Data Ingestion Methods Reference

Beyond the pipeline example above, here are additional ways to load data into Spark DataFrames.

Read from Snowflake Tables

Query existing tables directly or use SQL for filtered reads.

df = spark.read.table("MY_DATABASE.MY_SCHEMA.MY_TABLE")
df = spark.sql("SELECT * FROM MY_TABLE WHERE status = 'active' LIMIT 1000")

Read from Snowflake Stages

Load files directly from internal or external stages in various formats.

# parquet
df = spark.read.parquet("@MY_STAGE/path/to/data.parquet")
# CSV
df = spark.read.format("csv") \
    .option("header", True) \
    .option("inferSchema", False) \
    .option("delimiter", ",") \
    .option("quote", '"') \
    .option("escape", "\\") \
    .option("nullValue", "") \
    .option("dateFormat", "yyyy-MM-dd") \
    .load("@MY_STAGE/path/to/data.csv")
# JSON
df = spark.read.format("json") \
    .option("multiLine", True) \
    .option("allowComments", True) \
    .option("dateFormat", "yyyy-MM-dd") \
    .load("@MY_STAGE/path/to/data.json")

Direct Cloud Storage Access

Read from S3, GCS, or Azure Blob Storage when you have the appropriate credentials configured.

# S3
df = spark.read.parquet("s3://my-bucket/path/to/data/")
# GCP
df = spark.read.parquet("gs://my-bucket/path/to/data/")
# Azure
df = spark.read.parquet("wasbs://[email protected]/path/to/data/")

Read Multiple Files

Use wildcards and recursive options to load data from multiple files at once.

# Wildcard pattern - Match all parquet files in a directory
df = spark.read.parquet("@MY_STAGE/data/*.parquet")

# Match files with a naming pattern
df = spark.read.csv("@MY_STAGE/logs/2024-*/events_*.csv")

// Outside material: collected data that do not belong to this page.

//! Local copy of the inbox: the paginated `list` slice and the `summary` slice.
//!
//! Every write runs inside [`InboxCache::update`]: one short critical section,
//! no awaits, after which the revision is bumped and a fresh
//! [`InboxSnapshot`] is published. The cache never talks to the network.

use crate::InboxSnapshot;
use inbox_types::{Notification, NotificationPage, PageInfo};
use parking_lot::Mutex;
use std::collections::{HashMap, HashSet};
use std::sync::atomic::{AtomicBool, Ordering};
use std::sync::Arc;
use tokio::sync::watch;

/// Cached pages in recency order.
#[derive(Debug, Clone, Default)]
struct ListSlice {
    pages: Vec<Vec<Notification>>,
    page_info: PageInfo,
}

#[derive(Debug, Clone, Default)]
struct SummarySlice {
    /// `None` until the first summary fetch lands.
    unread_count: Option<u32>,
    frozen: bool,
    freeze_token: u64,
    /// Stream changes whose count effect is held back while frozen.
    held: Vec<HeldChange>,
    /// Read state of every row in the first page fetched under the current
    /// freeze, before tombstone filtering.
    fetched: Option<HashMap<String, bool>>,
}

/// A stream change applied while the counter was frozen.
#[derive(Debug, Clone)]
pub enum HeldChange {
    Insert(Notification),
    Update { row: Notification, delta: i64 },
    Delete { id: String, delta: i64 },
}

impl HeldChange {
    pub fn delta(&self) -> i64 {
        match self {
            Self::Insert(row) => i64::from(row.is_unread()),
            Self::Update { delta, .. } | Self::Delete { delta, .. } => *delta,
        }
    }
}

/// A row taken out of the list, with enough to put it back where it was.
#[derive(Debug, Clone)]
pub struct RemovedRow {
    pub notification: Notification,
    pub page: usize,
    pub index: usize,
}

/// Mutable cache contents, only reachable inside [`InboxCache::update`].
#[derive(Debug, Default)]
pub struct CacheState {
    /// `None` means the first page has not been cached yet.
    list: Option<ListSlice>,
    summary: SummarySlice,
    /// Ids removed by server deletes; nothing may bring them back.
    tombstones: HashSet<String>,
    /// Cached rows removed by a local delete still awaiting the server.
    pending_deletes: HashSet<String>,
    revision: u64,
}

impl CacheState {
    // ---- list ----

    pub fn has_first_page(&self) -> bool {
        self.list.is_some()
    }

    pub fn rows(&self) -> impl Iterator<Item = &Notification> {
        self.list.iter().flat_map(|list| list.pages.iter().flatten())
    }

    pub fn rows_mut(&mut self) -> impl Iterator<Item = &mut Notification> {
        self.list
            .iter_mut()
            .flat_map(|list| list.pages.iter_mut().flatten())
    }

    pub fn row(&self, id: &str) -> Option<&Notification> {
        self.rows().find(|n| n.id == id)
    }

    pub fn row_mut(&mut self, id: &str) -> Option<&mut Notification> {
        self.rows_mut().find(|n| n.id == id)
    }

    pub fn page_info(&self) -> Option<&PageInfo> {
        self.list.as_ref().map(|list| &list.page_info)
    }

    /// Put a new row at the top. Only when a first page is cached and the row
    /// is neither present nor tombstoned.
    pub fn prepend(&mut self, notification: Notification) -> bool {
        if self.tombstones.contains(&notification.id) || self.row(&notification.id).is_some() {
            return false;
        }
        let Some(list) = self.list.as_mut() else {
            return false;
        };
        match list.pages.first_mut() {
            Some(first) => first.insert(0, notification),
            None => list.pages.push(vec![notification]),
        }
        true
    }

    /// Swap in a newer image of an existing row, keeping its position.
    pub fn replace_row(&mut self, notification: Notification) -> bool {
        match self.row_mut(&notification.id) {
            Some(row) => {
                *row = notification;
                true
            }
            None => false,
        }
    }

    pub fn remove_row(&mut self, id: &str) -> Option<RemovedRow> {
        let list = self.list.as_mut()?;
        for (page, rows) in list.pages.iter_mut().enumerate() {
            if let Some(index) = rows.iter().position(|n| n.id == id) {
                let notification = rows.remove(index);
                return Some(RemovedRow {
                    notification,
                    page,
                    index,
                });
            }
        }
        None
    }

    /// Reinsert a removed row at its old position (clamped).
    pub fn restore_row(&mut self, removed: RemovedRow) -> bool {
        let id = removed.notification.id.clone();
        if self.tombstones.contains(&id) || self.row(&id).is_some() {
            return false;
        }
        let Some(list) = self.list.as_mut() else {
            return false;
        };
        if list.pages.is_empty() {
            list.pages.push(Vec::new());
        }
        let page = removed.page.min(list.pages.len() - 1);
        let rows = &mut list.pages[page];
        let index = removed.index.min(rows.len());
        rows.insert(index, removed.notification);
        true
    }

    /// Replace the whole list with a freshly fetched first page.
    ///
    /// While frozen, rows changed by held stream events that the page does
    /// not show yet are put back on top of it.
    pub fn set_first_page(&mut self, page: NotificationPage) {
        if self.summary.frozen {
            self.summary.fetched = Some(
                page.notifications
                    .iter()
                    .map(|n| (n.id.clone(), n.is_read))
                    .collect(),
            );
        }
        let rows = page
            .notifications
            .into_iter()
            .filter(|n| !self.tombstones.contains(&n.id))
            .collect();
        self.list = Some(ListSlice {
            pages: vec![rows],
            page_info: page.page_info,
        });
        if self.summary.frozen {
            self.replay_held_rows();
        }
    }

    fn replay_held_rows(&mut self) {
        let rows: Vec<Notification> = self
            .summary
            .held
            .iter()
            .filter(|change| !self.is_reflected(change))
            .filter_map(|change| match change {
                HeldChange::Insert(row) | HeldChange::Update { row, .. } => Some(row.clone()),
                HeldChange::Delete { .. } => None,
            })
            .collect();
        for row in rows {
            if !self.replace_row(row.clone()) {
                self.prepend(row);
            }
        }
    }

    /// Append a further page, skipping rows already cached. Returns how many
    /// rows were added.
    pub fn append_page(&mut self, page: NotificationPage) -> usize {
        if self.list.is_none() {
            return 0;
        }
        let rows: Vec<Notification> = page
            .notifications
            .into_iter()
            .filter(|n| !self.tombstones.contains(&n.id) && self.row(&n.id).is_none())
            .collect();
        let added = rows.len();

        if let Some(list) = self.list.as_mut() {
            list.pages.push(rows);
            list.page_info = page.page_info;
        }
        added
    }

    // ---- summary ----

    pub fn unread_count(&self) -> Option<u32> {
        self.summary.unread_count
    }

    pub fn set_unread_count(&mut self, count: u32) {
        self.summary.unread_count = Some(count);
    }

    /// Apply a local delta. Never goes below zero; no-op until a count is cached.
    pub fn adjust_unread(&mut self, delta: i64) {
        if let Some(count) = self.summary.unread_count.as_mut() {
            *count = (i64::from(*count) + delta).clamp(0, i64::from(u32::MAX)) as u32;
        }
    }

    /// Apply the count effect of a stream change, or hold the change back
    /// while frozen. Returns `false` when it was held back.
    pub fn apply_stream_change(&mut self, change: HeldChange) -> bool {
        if self.summary.frozen {
            self.summary.held.push(change);
            return false;
        }
        self.adjust_unread(change.delta());
        true
    }

    /// Whether the page fetched under this freeze already shows `change`.
    /// Without a fetched page the refreshed count is taken as authoritative.
    fn is_reflected(&self, change: &HeldChange) -> bool {
        let Some(fetched) = self.summary.fetched.as_ref() else {
            return true;
        };
        match change {
            // A row deleted later in the same freeze nets out either way.
            HeldChange::Insert(row) => {
                fetched.contains_key(&row.id) || self.tombstones.contains(&row.id)
            }
            HeldChange::Update { row, .. } => fetched
                .get(&row.id)
                .map_or(true, |is_read| *is_read == row.is_read),
            HeldChange::Delete { id, .. } => !fetched.contains_key(id),
        }
    }

    /// Take the held changes; returns the count delta of those the fetched
    /// page does not show yet.
    pub fn take_unreflected_delta(&mut self) -> i64 {
        let held = std::mem::take(&mut self.summary.held);
        held.iter()
            .filter(|change| !self.is_reflected(change))
            .map(HeldChange::delta)
            .sum()
    }

    /// Take the held changes; returns their whole count delta.
    pub fn take_held_delta(&mut self) -> i64 {
        std::mem::take(&mut self.summary.held)
            .iter()
            .map(HeldChange::delta)
            .sum()
    }

    pub fn held_len(&self) -> usize {
        self.summary.held.len()
    }

    pub fn is_frozen(&self) -> bool {
        self.summary.frozen
    }

    pub fn freeze_token(&self) -> u64 {
        self.summary.freeze_token
    }

    /// Freeze the summary and return the new token.
    pub fn freeze(&mut self) -> u64 {
        self.summary.frozen = true;
        self.summary.fetched = None;
        self.summary.freeze_token += 1;
        self.summary.freeze_token
    }

    pub fn unfreeze(&mut self) {
        self.summary.frozen = false;
        self.summary.fetched = None;
    }

    // ---- tombstones ----

    pub fn tombstone(&mut self, id: &str) {
        self.tombstones.insert(id.to_string());
    }

    pub fn is_tombstoned(&self, id: &str) -> bool {
        self.tombstones.contains(id)
    }

    // ---- pending deletes ----

    pub fn begin_delete(&mut self, id: &str) {
        self.pending_deletes.insert(id.to_string());
    }

    pub fn end_delete(&mut self, id: &str) {
        self.pending_deletes.remove(id);
    }

    pub fn is_delete_pending(&self, id: &str) -> bool {
        self.pending_deletes.contains(id)
    }
}

/// Session-scoped cache that publishes a snapshot after every write.
pub struct InboxCache {
    state: Mutex<CacheState>,
    snapshots: Arc<watch::Sender<InboxSnapshot>>,
    detached: AtomicBool,
}

impl InboxCache {
    pub fn new(snapshots: Arc<watch::Sender<InboxSnapshot>>) -> Self {
        Self {
            state: Mutex::new(CacheState::default()),
            snapshots,
            detached: AtomicBool::new(false),
        }
    }

    /// Run one write against the cache and publish the result.
    pub fn update<R>(&self, f: impl FnOnce(&mut CacheState) -> R) -> R {
        let mut state = self.state.lock();
        let result = f(&mut state);
        state.revision += 1;
        self.publish(&state);
        result
    }

    pub fn read<R>(&self, f: impl FnOnce(&CacheState) -> R) -> R {
        f(&self.state.lock())
    }

    pub fn unread_count(&self) -> Option<u32> {
        self.read(|state| state.unread_count())
    }

    pub fn notifications(&self) -> Vec<Notification> {
        self.read(|state| state.rows().cloned().collect())
    }

    pub fn notification(&self, id: &str) -> Option<Notification> {
        self.read(|state| state.row(id).cloned())
    }

    /// Drop everything, including tombstones.
    pub fn clear(&self) {
        self.update(|state| {
            let revision = state.revision;
            *state = CacheState {
                revision,
                ..CacheState::default()
            };
        });
    }

    /// Stop publishing. Late writes from a closed session stay local.
    pub fn detach(&self) {
        self.detached.store(true, Ordering::SeqCst);
    }

    fn publish(&self, state: &CacheState) {
        if self.detached.load(Ordering::SeqCst) {
            return;
        }
        let notifications: Vec<Notification> = state.rows().cloned().collect();
        let unread_count = state.unread_count().unwrap_or(0);
        let has_more = state.page_info().is_some_and(|info| info.has_more);
        let revision = state.revision;

        self.snapshots.send_modify(|snapshot| {
            snapshot.notifications = notifications;
            snapshot.unread_count = unread_count;
            snapshot.has_more = has_more;
            snapshot.revision = revision;
        });
    }
}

# Recursive directory search
df = spark.read.option("recursiveFileLookup", True).parquet("@MY_STAGE/nested_data/")

Handling Large CSVs

Optimize CSV reads by defining schemas explicitly and converting to Parquet for repeated access.

❌ Slow pattern - Scans entire file just to guess column types:

df = spark.read.format("csv") \
    .option("header", True) \
    .option("inferSchema", True) \
    .load("@MY_STAGE/large_file.csv")

✅ Fast pattern - Define schema explicitly:

from pyspark.sql.types import StructType, StructField, StringType, IntegerType, DoubleType, TimestampType, BooleanType

schema = StructType([
    StructField("id", IntegerType(), False),
    StructField("name", StringType(), True),
    StructField("amount", DoubleType(), True),
    StructField("created_at", TimestampType(), True),
    StructField("is_active", BooleanType(), True)
])

df = spark.read.format("csv") \
    .option("header", True) \
    .schema(schema) \
    .load("@MY_STAGE/large_file.csv")

✅ Compressed files - Auto-decompressed on read:

df = spark.read.format("csv") \
    .option("header", True) \
    .schema(schema) \
    .load("@MY_STAGE/data.csv.gz")

✅ Best practice - Convert CSV to Parquet:

# Read CSV once
df_csv = spark.read.format("csv") \
    .option("header", True) \
    .schema(schema) \
    .load("@MY_STAGE/raw.csv")

# Write as Parquet
df_csv.write.mode("overwrite").parquet("@MY_STAGE/optimized/data.parquet")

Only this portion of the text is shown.